Art Deco and Streamline Moderne: Where Art Meets Industry

By Sasha Coles

In October 1957, Elvis Presley performed some of his biggest hits for a 9,000-person audience at the Pan Pacific Auditorium, a 100,000 square-foot venue built in Los Angeles, California in the 1930s. Over several decades, this space hosted many notable performances and celebrities, including the Ice Capades, the Harlem Globetrotters, and President Dwight Eisenhower. The Pan Pacific Auditorium closed, though, after the Los Angeles Convention Center opened in the 1970s. Bulldozers eventually got to it in 1992, but this iconic structure still lives on at the entrances to Disney’s Hollywood Studios and Disney California Adventure.
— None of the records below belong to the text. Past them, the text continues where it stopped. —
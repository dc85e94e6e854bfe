//! CLI command implementations.
//!
//! This module contains the implementations of all CLI commands:
//! - `build` / `eval` / `run` / `develop` / `nixos-rebuild` / `repl`:
//!   expand an installable for a command kind (shared [`ExpandCommand`])
//! - `parse`: split an installable into locator and attribute path
//! - `resolve`: resolve an indirect reference through the registry
//! - `completions`: generate shell completion scripts

pub mod completions;
pub mod expand;
pub mod parse;
pub mod resolve;

pub use completions::CompletionsCommand;
pub use expand::ExpandCommand;
pub use parse::ParseCommand;
pub use resolve::ResolveCommand;
//! Integration tests for registry loading and indirect resolution.

use std::fs;

use flakeref::config::ConfigBuilder;
use flakeref::{CommandKind, Installable, Registry, Resolve, System};

const REGISTRY_JSON: &str = r#"{
    "version": 2,
    "flakes": [
        {
            "from": { "type": "indirect", "id": "nixpkgs" },
            "to": { "type": "github", "owner": "NixOS", "repo": "nixpkgs", "ref": "nixos-unstable" }
        },
        {
            "from": { "type": "indirect", "id": "home-manager" },
            "to": { "type": "github", "owner": "nix-community", "repo": "home-manager" }
        },
        {
            "from": { "type": "indirect", "id": "dotfiles" },
            "to": { "type": "path", "path": "/home/user/dotfiles" }
        }
    ]
}"#;

fn write_registry(dir: &tempfile::TempDir) -> std::path::PathBuf {
    let path = dir.path().join("registry.json");
    fs::write(&path, REGISTRY_JSON).unwrap();
    path
}

#[test]
fn test_load_and_resolve_through_file() {
    let dir = tempfile::tempdir().unwrap();
    let registry = Registry::load(&write_registry(&dir)).unwrap();
    assert_eq!(registry.len(), 3);

    let system: System = "x86_64-linux".parse().unwrap();
    let installable = Installable::resolve(
        "home-manager#hm-session",
        CommandKind::Build,
        Some(&system),
        Some(&registry),
    )
    .unwrap();

    assert_eq!(
        installable.locator().to_string(),
        "github:nix-community/home-manager"
    );
    assert_eq!(
        installable.expansion().primary().to_string(),
        "packages.x86_64-linux.hm-session"
    );
}

#[test]
fn test_unknown_entry_is_terminal() {
    let dir = tempfile::tempdir().unwrap();
    let registry = Registry::load(&write_registry(&dir)).unwrap();

    let err = registry.resolve("fleet").unwrap_err();
    assert!(err.is_not_found());
    assert!(err.to_string().contains("fleet"));
}

#[test]
fn test_registry_path_flows_through_config() {
    let dir = tempfile::tempdir().unwrap();
    let registry_path = write_registry(&dir);

    fs::write(
        dir.path().join("flakeref.yaml"),
        format!("registry_path: {}\n", registry_path.display()),
    )
    .unwrap();

    let config = ConfigBuilder::new()
        .with_working_dir(dir.path())
        .skip_env()
        .build()
        .unwrap();

    let registry = Registry::load(config.registry_path.as_deref().unwrap()).unwrap();
    assert!(registry.resolve("dotfiles").is_ok());
}
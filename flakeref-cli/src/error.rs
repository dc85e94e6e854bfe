//! CLI-specific error types with exit codes.
//!
//! This module defines error types specific to the CLI layer,
//! wrapping library errors and providing appropriate exit codes.

use std::fmt;
use flakeref::Error as LibError;

/// CLI-specific error type with exit code mapping.
#[derive(Debug)]
pub enum CliError {
    /// Library error (wrapped).
    Library(LibError),

    /// Invalid command-line arguments.
    InvalidArguments(String),

    /// I/O error.
    Io(std::io::Error),

    /// An indirect reference needs a registry but none was configured.
    NoRegistry,

    /// Configuration error.
    Config(String),
}

impl CliError {
    /// Get the appropriate exit code for this error.
    ///
    /// Exit codes:
    /// - 0: Success (not an error)
    /// - 1: Lookup failure (unknown registry entry, attribute not found)
    /// - 2: Malformed reference, locator, path, or system
    /// - 3: No registry configured
    /// - 4: Invalid arguments
    /// - 5: I/O error
    /// - 6: Other library error
    /// - 7: Configuration error
    pub fn exit_code(&self) -> i32 {
        match self {
            CliError::Library(lib_err) => {
                if lib_err.is_not_found() {
                    1
                } else if lib_err.is_malformed() {
                    2
                } else {
                    6
                }
            }
            CliError::NoRegistry => 3,
            CliError::InvalidArguments(_) => 4,
            CliError::Io(_) => 5,
            CliError::Config(_) => 7,
        }
    }
}

impl fmt::Display for CliError {
    fn fmt(&self, f: &mut fmt::Formatter<'_>) -> fmt::Result {
        match self {
            CliError::Library(e) => write!(f, "{e}"),
            CliError::InvalidArguments(msg) => write!(f, "Invalid arguments: {msg}"),
            CliError::Io(e) => write!(f, "I/O error: {e}"),
            CliError::NoRegistry => {
                write!(
                    f,
                    "No registry configured (use --registry or set registry_path)"
                )
            }
            CliError::Config(msg) => write!(f, "Configuration error: {msg}"),
        }
    }
}

impl std::error::Error for CliError {
    fn source(&self) -> Option<&(dyn std::error::Error + 'static)> {
        match self {
            CliError::Library(e) => Some(e),
            CliError::Io(e) => Some(e),
            _ => None,
        }
    }
}

impl From<LibError> for CliError {
    fn from(e: LibError) -> Self {
        CliError::Library(e)
    }
}

impl From<std::io::Error> for CliError {
    fn from(e: std::io::Error) -> Self {
        CliError::Io(e)
    }
}
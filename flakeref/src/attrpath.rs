//! Attribute path type for addressing flake outputs.
//!
//! An attribute path is an ordered sequence of non-empty segments, written
//! as a dotted string (`packages.x86_64-linux.default`). Segments may be
//! quoted with `"` so that a segment can itself contain a dot, mirroring
//! Nix attribute syntax. Escape sequences inside quotes are not supported,
//! so a segment can never contain a `"` character.

use std::fmt;
use std::str::FromStr;

use serde::{Deserialize, Serialize};

/// An ordered sequence of attribute path segments.
///
/// May be empty (the user supplied no attribute path) or partially
/// specified; the `expand` module completes partial paths for a command
/// kind.
///
/// # Examples
///
/// ```
/// use flakeref::AttrPath;
///
/// let path: AttrPath = "packages.x86_64-linux.default".parse().unwrap();
/// assert_eq!(path.segments(), ["packages", "x86_64-linux", "default"]);
///
/// // The empty string parses to the empty path.
/// let empty: AttrPath = "".parse().unwrap();
/// assert!(empty.is_empty());
///
/// // Quoted segments may contain dots.
/// let quoted: AttrPath = r#"checks."pre-commit.run""#.parse().unwrap();
/// assert_eq!(quoted.segments(), ["checks", "pre-commit.run"]);
/// ```
#[derive(Debug, Clone, Default, PartialEq, Eq, Hash, Serialize, Deserialize)]
#[serde(try_from = "String", into = "String")]
pub struct AttrPath {
    segments: Vec<String>,
}

impl AttrPath {
    /// Creates an empty attribute path.
    #[must_use]
    pub fn empty() -> Self {
        Self::default()
    }

    /// Creates an attribute path from pre-split segments.
    ///
    /// # Errors
    ///
    /// Returns an error if any segment is empty or contains a `"`.
    pub fn from_segments<I, S>(segments: I) -> Result<Self, InvalidAttrPathError>
    where
        I: IntoIterator<Item = S>,
        S: Into<String>,
    {
        let segments: Vec<String> = segments.into_iter().map(Into::into).collect();
        for segment in &segments {
            validate_segment(segment).map_err(|reason| InvalidAttrPathError {
                input: segments.join("."),
                reason,
            })?;
        }
        Ok(Self { segments })
    }

    /// Build a path from segments already known to be valid (non-empty,
    /// no `"`), skipping validation.
    pub(crate) fn from_trusted_segments(segments: Vec<String>) -> Self {
        Self { segments }
    }

    /// Returns the segments in order.
    #[must_use]
    pub fn segments(&self) -> &[String] {
        &self.segments
    }

    /// Returns `true` if the path has no segments.
    #[must_use]
    pub fn is_empty(&self) -> bool {
        self.segments.is_empty()
    }

    /// Returns the number of segments.
    #[must_use]
    pub fn len(&self) -> usize {
        self.segments.len()
    }

    /// Returns the first segment, if any.
    #[must_use]
    pub fn first(&self) -> Option<&str> {
        self.segments.first().map(String::as_str)
    }

    /// Returns the last segment, if any.
    #[must_use]
    pub fn last(&self) -> Option<&str> {
        self.segments.last().map(String::as_str)
    }

    /// Consumes the path and returns its segments.
    #[must_use]
    pub fn into_segments(self) -> Vec<String> {
        self.segments
    }
}

/// Validate a single segment, returning the rejection reason on failure.
fn validate_segment(segment: &str) -> Result<(), String> {
    if segment.is_empty() {
        return Err("empty segment".to_string());
    }
    if segment.contains('"') {
        return Err("segment contains '\"'".to_string());
    }
    Ok(())
}

/// Whether a segment needs quoting when rendered as a dotted string.
fn needs_quoting(segment: &str) -> bool {
    segment.contains('.')
}

impl FromStr for AttrPath {
    type Err = InvalidAttrPathError;

    fn from_str(s: &str) -> Result<Self, Self::Err> {
        if s.is_empty() {
            return Ok(Self::empty());
        }

        let err = |reason: &str| InvalidAttrPathError {
            input: s.to_string(),
            reason: reason.to_string(),
        };

        let mut segments = Vec::new();
        let mut chars = s.chars().peekable();

        loop {
            let mut segment = String::new();
            if chars.peek() == Some(&'"') {
                chars.next();
                let mut closed = false;
                for c in chars.by_ref() {
                    if c == '"' {
                        closed = true;
                        break;
                    }
                    segment.push(c);
                }
                if !closed {
                    return Err(err("unterminated '\"'"));
                }
                // A closing quote must be followed by '.' or end of input.
                match chars.next() {
                    None => {
                        validate_segment(&segment).map_err(|reason| InvalidAttrPathError {
                            input: s.to_string(),
                            reason,
                        })?;
                        segments.push(segment);
                        break;
                    }
                    Some('.') => {}
                    Some(c) => {
                        return Err(err(&format!("unexpected '{c}' after closing '\"'")));
                    }
                }
            } else {
                let mut terminated = false;
                for c in chars.by_ref() {
                    if c == '.' {
                        terminated = true;
                        break;
                    }
                    if c == '"' {
                        return Err(err("'\"' may only open a segment"));
                    }
                    segment.push(c);
                }
                if !terminated {
                    validate_segment(&segment).map_err(|reason| InvalidAttrPathError {
                        input: s.to_string(),
                        reason,
                    })?;
                    segments.push(segment);
                    break;
                }
            }

            validate_segment(&segment).map_err(|reason| InvalidAttrPathError {
                input: s.to_string(),
                reason,
            })?;
            segments.push(segment);

            // A '.' was consumed; a trailing '.' leaves an empty final segment.
            if chars.peek().is_none() {
                return Err(err("empty segment"));
            }
        }

        Ok(Self { segments })
    }
}

impl TryFrom<String> for AttrPath {
    type Error = InvalidAttrPathError;

    fn try_from(value: String) -> Result<Self, Self::Error> {
        value.parse()
    }
}

impl From<AttrPath> for String {
    fn from(path: AttrPath) -> Self {
        path.to_string()
    }
}

impl fmt::Display for AttrPath {
    fn fmt(&self, f: &mut fmt::Formatter<'_>) -> fmt::Result {
        for (i, segment) in self.segments.iter().enumerate() {
            if i > 0 {
                write!(f, ".")?;
            }
            if needs_quoting(segment) {
                write!(f, "\"{segment}\"")?;
            } else {
                write!(f, "{segment}")?;
            }
        }
        Ok(())
    }
}

/// Error type for invalid attribute paths.
#[derive(Debug, Clone, PartialEq, Eq)]
pub struct InvalidAttrPathError {
    /// The attribute path string as supplied.
    pub input: String,
    /// The reason the path is invalid.
    pub reason: String,
}

impl fmt::Display for InvalidAttrPathError {
    fn fmt(&self, f: &mut fmt::Formatter<'_>) -> fmt::Result {
        write!(f, "invalid attribute path '{}': {}", self.input, self.reason)
    }
}

impl std::error::Error for InvalidAttrPathError {}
The four teal towers and white flagpoles above the Disney turnstiles offer us a window into the rich history of a famous art movement with a worldwide impact.

The term “Art Deco” refers to a design aesthetic that emerged in the interwar period, or the years between World War I and World War II. The Art Deco movement influenced everything from gas stations and hotels to posters, furniture, films, toys, appliances, and fashion. It can be tricky to nail down exactly when one art period ends and another begins, but scholars generally agree that Art Deco emerged in 1925, when the French government hosted the Exposition des Artes Décoratifs et Industriels Modernes in Paris. This event showcased the newest developments in art, architecture, and design. 15,000 exhibitors and 16 million visitors came from more than 20 countries to attend the exposition. Over the next two decades, advertisements, celebrities, films, art exhibits, and enthusiastic promoters helped to spread Art Deco all over the world. Initially, mostly rich people living in urban European centers embraced the aesthetic, but over time, Art Deco reached all types of communities and took on distinct local flavors.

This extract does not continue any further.